Читаем The Children of the Sky полностью

He held her hand for a second more. “It’s just the support you deserve. We all need you.” Then he withdrew his hand with an embarrassed laugh. “And you’re right about the weather!” He stood and slid down from his perch on the rock, then shined a dim light on the rock to help her down. Thankfully, he did not give her a hand with the descent.

They trudged down the mossy path, keeping a good one meter fifty between them. The rain had increased to a downpour, and the breeze had become a driving wind. The glowbugs had surrendered the night, and she imagined that the path down to Oobii must already be flowing with mud. It was a dark and stormy night! And yet, and yet … Ravna felt more comfort and optimism than she had for a very long time.


Chapter   10


Autumn around Starship Hill was beginning to show its teeth. There was still about half a day of sunlight in every day, but most days were cloudy, with ocean squalls coming and coming, each a little colder than the last. The rain was slush, then it was slush and snow. The only uglier season was the endless mud of late Spring, but that held the promise of greenery and summer. Autumn’s promise was different: the deadly cold of Arctic winter. Winter was a good time for one of Ravna’s favorite projects. In the Northern Icefangs, the tendays of night were dry and clear and less than 185°K. A space-based civilization would count that as so near room temperature as to make no difference, but Oobii had dredged up some metamaterial studies from its archives of bypassed technologies: Given a hectare at those temperatures, you could carve out macroscopic logic and then use a laser interference scheme to fabricate micron-scale semiconductor parts. Their last three attempts had been tantalizing failures. Maybe this winter would be different.…

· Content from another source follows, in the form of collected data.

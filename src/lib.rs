pub mod config;
pub mod engine;
pub mod limits;
pub mod model;
pub mod observability;
pub mod reaper;
pub mod wal;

Of course, the project had been discussed in the Executive Council. Scrupilo was obsessed with the experiment, his Cold Valley lab. And though this third attempt was not a secret, Nevil suggested to Ravna that it was just as well not to make much of it to the Children at large. The ice experiments could be a game changer, moving the world to automation decades ahead of schedule, ending the worst of the kids’ everyday discomforts. On the other hand, this was the third try and Oobii gave it only a modest chance of success.

Ravna obsessed right along with Scrupilo; discovering the Disaster Study Group had made the likelihood of a failure this winter all the more depressing. But now, since that evening with the glowbugs at Pham’s grave, she could settle for knowing that things were on the right path. Every day that passed, Nevil brought some new insight, often things that could not have been brought up in Council, sometimes things she would never have thought of by herself. For Nevil was the perfect complement to Johanna. Before the Oobii landed, Johanna had been alone here, surrounded by the Tines. She had become their hero. She had close friends at the highest Tinish levels, and the lowest. The packs loved her for what she had done in combat and even for the crazy breakout she had fomented at the old Fragmentarium, which had started the private hospital movement. Ravna was constantly surprised at how many Tines claimed to know her personally—even packs that were not veterans.

But though Johanna had plenty of friends among the Children, she—and Jefri—were still somewhat apart from them; both had spent that terrible first year here alone. Nevil, on the other hand, was Ravna’s perfect bridge to the Children. He was a born leader and had known every one of the kids back at the High Lab. Nevil had their pulse; he seemed to know every quirky reason for what they might like or resent or desire.


•  •  •


“How do you like the New Meeting Place?” asked Ravna.

“I love it!” Timor Ristling was fourteen years old now, but he still looked to be only six or seven. He walked with a limp and had a spastic tremor. Ravna was terribly afraid there were mental deficiencies, too; Timor was very good at manual arithmetic, but lagged behind in most other topics. It didn’t help that his Tinish Best Friend was a bad-tempered foursome who regarded the boy as her sinecure. Belle Ornrikak was tagging along behind them, a calculating glint in her eyes.

But just now, Timor’s unhappy history was nearly invisible. He held her hand, all but dragging Ravna along. His tremor could have been taken as part of his joyful excitement for what Nevil’s design suggestions had made of the Oobii’s cargo bay.

The space was forty by thirty by twenty meters. Ravna and Pham had made good use of a tiny part of it in their journey here, smuggling themselves through customs at Harmonious Repose. Now the space was almost empty, its inland side resting at ground level. A half-timbered wall had been built across the cargo hatch, enough to keep out the weather.